Canada needs politicians who understand that the fossil fuel era is ending and act accordingly. Justin Trudeau could be this kind of politician. But he would need to move past simply sounding like a climate leader and start acting like one. That means, he would need to start moving forward with things like the Just Transition Act he promised back in 2019. We still haven’t seen that important legislation, but now would be a perfect time for Trudeau to finally deliver.

Martin ReillyToronto

Rewriting Toronto’s slavery past

In recent months there have been initiatives to rename places named after slave owners or those who supported slavery. In Toronto, Dundas Street has been the primary focus for this issue. It has also been agreed to rename what was previously known as Vaughan Secondary School in the municipality of Vaughan, named after slave owner Benjamin Vaughan.
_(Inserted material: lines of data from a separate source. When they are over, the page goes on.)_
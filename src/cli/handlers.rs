// src/cli/handlers.rs
use inquire::{Confirm, InquireError, Select};
use std::error::Error;

use rust_passkeep::core::{
    CredentialStore, FindResult, PendingSave, SaveConfirmation, SaveOutcome, SaveReport, StoreError,
};
use rust_passkeep::generators::PasswordGenerator;
use rust_passkeep::models::{display_title, CredentialRecord};

/// Asks the overwrite and save questions on the terminal.
pub struct PromptConfirmation;

impl SaveConfirmation for PromptConfirmation {
    fn confirm_overwrite(&mut self, pending: &PendingSave, existing: &CredentialRecord) -> bool {
        println!("\n⚠️  Details for '{}' already exist.", pending.website());
        println!("Email: {}", existing.login);
        println!("Password: {}", existing.secret);

        ask("Do you want to update it with the new details?")
    }

    fn confirm_save(&mut self, pending: &PendingSave) -> bool {
        println!("\n📝 {}", display_title(pending.website()));
        println!("Details to save:");
        println!("Email: {}", pending.record().login);
        println!("Password: {}", pending.record().secret);

        ask("Is it okay?")
    }
}

// A prompt that fails or is interrupted counts as "no".
fn ask(question: &str) -> bool {
    match Confirm::new(question).with_default(false).prompt() {
        Ok(answer) => answer,
        Err(e) => {
            log::debug!("Confirmation prompt ended without an answer: {}", e);
            false
        }
    }
}

pub fn handle_generate(generator: &PasswordGenerator, count: usize) {
    for (i, password) in generator.generate_batch(count).iter().enumerate() {
        println!("{:>2}. {}", i + 1, password);
    }
}

/// Offer generated candidates and return the one picked, if any.
pub fn choose_password(generator: &PasswordGenerator, count: usize) -> Result<Option<String>, InquireError> {
    let candidates = generator.generate_batch(count);

    Select::new("Choose a password:", candidates)
        .with_help_message("Use arrow keys to navigate, Enter to select, Esc to skip.")
        .with_page_size(count.max(1))
        .prompt_skippable()
}

pub fn handle_add(
    store: &CredentialStore,
    website: &str,
    login: &str,
    password: &str,
) -> Result<(), Box<dyn Error>> {
    match store.upsert(website, login, password, &mut PromptConfirmation) {
        Ok(report) => {
            for line in save_messages(&report) {
                println!("{}", line);
            }
        }
        Err(e) => {
            if is_storage_failure(&e) {
                log::error!("Saving credentials for '{}' failed: {}", website.trim(), e);
            }
            println!("{}", error_message(&e));
        }
    }

    Ok(())
}

pub fn handle_find(store: &CredentialStore, website: &str) -> Result<(), Box<dyn Error>> {
    match store.find(website) {
        Ok(result) => println!("{}", find_message(&result)),
        Err(e) => {
            if is_storage_failure(&e) {
                log::error!("Looking up '{}' failed: {}", website.trim(), e);
            }
            println!("{}", error_message(&e));
        }
    }

    Ok(())
}

pub fn save_messages(report: &SaveReport) -> Vec<String> {
    let mut lines = Vec::new();

    if report.recovered_from_corruption {
        lines.push("⚠️  Existing data file is corrupted. Starting fresh.".to_string());
    }

    match report.outcome {
        SaveOutcome::Saved => lines.push("✅ Password details saved!".to_string()),
        SaveOutcome::Cancelled => lines.push("❗ Nothing saved.".to_string()),
    }

    lines
}

pub fn find_message(result: &FindResult) -> String {
    match result {
        FindResult::Found { website, record } => format!(
            "\n🔐 {} Details\nEmail: {}\nPassword: {}",
            display_title(website),
            record.login,
            record.secret
        ),
        FindResult::NotFound { website } => {
            format!("❌ No details for '{}' exist.", display_title(website))
        }
        FindResult::NoDataYet => "❗ No saved passwords yet. Save some first!".to_string(),
        FindResult::CorruptedStore => {
            "❌ The data file is corrupted or empty. Cannot read passwords.".to_string()
        }
    }
}

pub fn error_message(error: &StoreError) -> String {
    match error {
        StoreError::EmptyField => "❌ Please don't leave Website or Password fields empty!".to_string(),
        StoreError::InvalidLogin => "⚠️  Please enter a valid email address.".to_string(),
        StoreError::EmptyQuery => "❌ Please enter a website to search.".to_string(),
        other => format!("❌ {}", other),
    }
}

fn is_storage_failure(error: &StoreError) -> bool {
    matches!(
        error,
        StoreError::IoError(_) | StoreError::JsonError(_) | StoreError::PersistError(_)
    )
}
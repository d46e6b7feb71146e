// src/core/config.rs
use std::env;
use std::path::PathBuf;
use log::LevelFilter;
use crate::generators::DEFAULT_BATCH_SIZE;

// Configuration for the credential keeper
#[derive(Debug, Clone)]
pub struct Config {
    // Storage
    pub data_file: PathBuf,

    // Prompts
    pub default_login: String,
    pub password_choices: usize,

    // Logging
    pub log_level: LevelFilter,
    pub log_file: PathBuf,
}

impl Default for Config {
    fn default() -> Self {
        Self {
            data_file: PathBuf::from("data.json"),

            default_login: "your.email@example.com".to_string(),
            password_choices: DEFAULT_BATCH_SIZE,

            log_level: LevelFilter::Info,
            log_file: PathBuf::from("./logs/passkeep.log"),
        }
    }
}

impl Config {
    // Load configuration from environment variables
    pub fn load() -> Self {
        Self::from_lookup(|name| env::var(name).ok())
    }

    pub(crate) fn from_lookup<F>(lookup: F) -> Self
    where
        F: Fn(&str) -> Option<String>,
    {
        let mut config = Config::default();

        if let Some(path) = lookup("PASSKEEP_DATA_FILE") {
            if !path.trim().is_empty() {
                config.data_file = PathBuf::from(path);
            }
        }

        if let Some(login) = lookup("PASSKEEP_DEFAULT_LOGIN") {
            config.default_login = login;
        }

        if let Some(val) = lookup("PASSKEEP_PASSWORD_CHOICES") {
            match val.parse::<usize>() {
                Ok(count) if count > 0 => config.password_choices = count,
                _ => log::warn!("Invalid PASSKEEP_PASSWORD_CHOICES '{}', using {}", val, config.password_choices),
            }
        }

        if let Some(level) = lookup("LOG_LEVEL") {
            match level.to_lowercase().as_str() {
                "off" => config.log_level = LevelFilter::Off,
                "error" => config.log_level = LevelFilter::Error,
                "warn" => config.log_level = LevelFilter::Warn,
                "info" => config.log_level = LevelFilter::Info,
                "debug" => config.log_level = LevelFilter::Debug,
                "trace" => config.log_level = LevelFilter::Trace,
                _ => log::warn!("Unknown log level '{}', using {}", level, config.log_level),
            }
        }

        if let Some(file) = lookup("LOG_FILE") {
            config.log_file = PathBuf::from(file);
        }

        config
    }
}
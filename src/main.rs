use clap::Parser;
use std::error::Error;
use std::fs;
use std::path::Path;

mod cli;

use crate::cli::{Args, CliCommand};
use rust_passkeep::core::config::Config;
use rust_passkeep::core::CredentialStore;
use rust_passkeep::generators::PasswordGenerator;

fn init_logging(config: &Config) -> Result<(), Box<dyn Error>> {
    if let Some(dir) = config.log_file.parent() {
        if !dir.as_os_str().is_empty() && !dir.exists() {
            fs::create_dir_all(dir)?;
        }
    }

    let log_file = fs::OpenOptions::new()
        .create(true)
        .append(true)
        .open(&config.log_file)?;

    env_logger::Builder::new()
        .filter_level(config.log_level)
        .format_timestamp_secs()
        .format_module_path(true)
        .target(env_logger::Target::Pipe(Box::new(log_file)))
        .init();

    Ok(())
}

fn main() -> Result<(), Box<dyn Error>> {
    // Load environment variables
    if Path::new(".env").exists() {
        dotenvy::dotenv().ok();
    }

    let args = Args::parse();
    let config = Config::load();

    if let Err(e) = init_logging(&config) {
        eprintln!("⚠️  Logging disabled, cannot open {}: {}", config.log_file.display(), e);
    }

    let data_file = args.data_file(&config);
    log::info!("🔒 Starting passkeep with data file {}", data_file.display());

    let store = CredentialStore::new(data_file);
    let generator = PasswordGenerator::new();

    match args.command {
        Some(CliCommand::Generate { count }) => {
            cli::handlers::handle_generate(&generator, count.unwrap_or(config.password_choices));
        }
        Some(CliCommand::Add { website, login, password }) => {
            let login = login.unwrap_or_else(|| config.default_login.clone());
            let password = match password {
                Some(password) => password,
                None => cli::handlers::choose_password(&generator, config.password_choices)?
                    .unwrap_or_default(),
            };
            cli::handlers::handle_add(&store, &website, &login, &password)?;
        }
        Some(CliCommand::Find { website }) => {
            cli::handlers::handle_find(&store, &website)?;
        }
        None => {
            cli::menu::run_cli_menu(&store, &generator, &config)?;
        }
    }

    log::info!("✅ passkeep shutdown complete.");
    Ok(())
}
The results of a survey have shown that the first choice is to rename the school after Somali-Canadian journalist Hodan Nalayeh and the second choice is American Holocaust survivor and Nobel Prize winner Elie Wiesel. Some of those who oppose Nalayeh have been accused of being racist and some of those who oppose Wiesel have been accused of being anti-Semitic. 

My personal suggestion would be African-American mathematician and computer scientist Dorothy Vaughan. She was one of the “human computers” in the early days of the American space program and her career continued into the computerized era at NASA. Earlier in her career, she had been a high school teacher. She would be an excellent role model for high school students especially young women and racialized students. 

If the school board would prefer a Canadian, I suggest poet and playwright R.M. Vaughan.

Bruce CouchmanOttawa


Comments (2)

  • Frank Sterle Jr. February 8, 2021 04:38 PM

    Re: “Keystone pipeline cancellation offers new hope for climate action” …

    From my understanding, a notable move towards a renewable-energy industry economy has greater potential for both Canadian job creation and maintaining them than does oil. Apparently the latter can no longer offer this and is definitely on its way out.

    Still, it must be convenient for the oil industry to have such a large portion of society too tired and worried about feeding, housing and guarding their families against COVID-19 while on a substandard income to criticize it for the global environmental damage it causes, particularly when not immediately observable.

    About two years ago, Canada’s supposedly environmentally concerned Liberal government, besides tripling the diluted bitumen flow westward, gave the fossil fuel sector 12-fold the subsidization they allocated towards renewable energy innovation.

    This heavily lopsided doling must not reoccur.

  • Frank Sterle Jr. February 11, 2021 12:41 PM

    Re: “Bell Let’s Talk about corporate responsibility” …

    When I notice there are even fewer tellers serving the usual long line of customers at my bank, I muse as to whether it is indicative that the financial institution’s most recent (already bloated) quarterly profit was even more lavish than normal.

    I’m just being cynical?

    Not really. After all, the more we make, all the more we want to make next time.

    I picture the bank’s CEOs figuratively shrugging their shoulders and defensively saying that their job is to protect shareholders’ bottom-line interests.

    Meanwhile, the shareholders, also figuratively shrugging their shoulders, defensively state that they just collect the dividends—the CEOs are the ones to make the moral and/or ethical decisions.